Some poor sysadmin told to add "SSLInsecureRenegotiation Off"
everywhere just to be safe encounters some box with older OpenSSL and
sees "Secure renegotiation is not supported by the SSL library", which
is really besides the point.
OpenSSL 0.9.8k and below:
* This directive is not available.
* Only insecure (legacy) renegotiation is supported. It can only be
disabled by changing the mod_ssl configuration XXXX.

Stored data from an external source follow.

use percent_encoding::{utf8_percent_encode, NON_ALPHANUMERIC};
use std::time::Duration;
use tracing::{info, warn};

use crate::error::FailoverError;
use crate::utils::http::{FetchRequest, Fetcher};

/// Expands a proxy template for `target`. `{url}` receives the
/// percent-encoded target, `{raw_url}` the target unchanged.
pub fn proxied_url(template: &str, target: &str) -> String {
    let encoded = utf8_percent_encode(target, NON_ALPHANUMERIC).to_string();
    template.replace("{url}", &encoded).replace("{raw_url}", target)
}

/// Tries each proxy template in order, one request at a time, and returns the
/// first body that came back with status 200 and passes `accept`.
pub async fn fetch_via_proxies<F, P>(
    fetcher: &F,
    target: &str,
    templates: &[String],
    headers: &[(String, String)],
    timeout: Duration,
    accept: P,
) -> Result<String, FailoverError>
where
    F: Fetcher + ?Sized,
    P: Fn(&str) -> bool,
{
    let mut attempts = 0;
    let mut last_error = String::from("no proxies configured");

    for (index, template) in templates.iter().enumerate() {
        let url = proxied_url(template, target);
        attempts += 1;

        let request = headers
            .iter()
            .fold(FetchRequest::get(url, timeout), |req, (name, value)| {
                req.header(name.as_str(), value.as_str())
            });

        match fetcher.fetch(&request).await {
            Ok(response) if response.is_ok() => {
                if accept(&response.body) {
                    info!(proxy = index, attempts, "Proxy returned usable content");
                    return Ok(response.body);
                }
                warn!(proxy = index, "Proxy returned empty content");
                last_error = format!("proxy {} returned empty content", index);
            }
            Ok(response) => {
                warn!(proxy = index, status = response.status, "Proxy returned error status");
                last_error = format!("proxy {} returned status {}", index, response.status);
            }
            Err(e) => {
                warn!(proxy = index, error = %e, "Proxy request failed");
                last_error = format!("proxy {}: {}", index, e);
            }
        }
    }

    Err(FailoverError::AllProxiesFailed {
        target: target.to_string(),
        attempts,
        last: last_error,
    })
}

* For affected configurations, SSL connections will be vulnerable to
the Man-in-the-Middle prefix attack as described in CVE-2009-3555.
OpenSSL 0.9.8l:
* This directive is not available.
* No renegotiation, secure or insecure (legacy), is supported.
* SSL connections will not be vulnerable to the Man-in-the-Middle
prefix attack as described in CVE-2009-3555, but some mod_ssl
configurations XXXXX.
OpenSSL 0.9.8m and above:
* This directive is available to enable insecure (legacy)
renegotiation, if absolutely necessary.
* Secure renegotiation is supported.
* For affected configurations, if this directive is enabled to allow
legacy, insecure renegotiation, SSL connections will be vulnerable to
the Man-in-the-Middle prefix attack as described in CVE-2009-3555.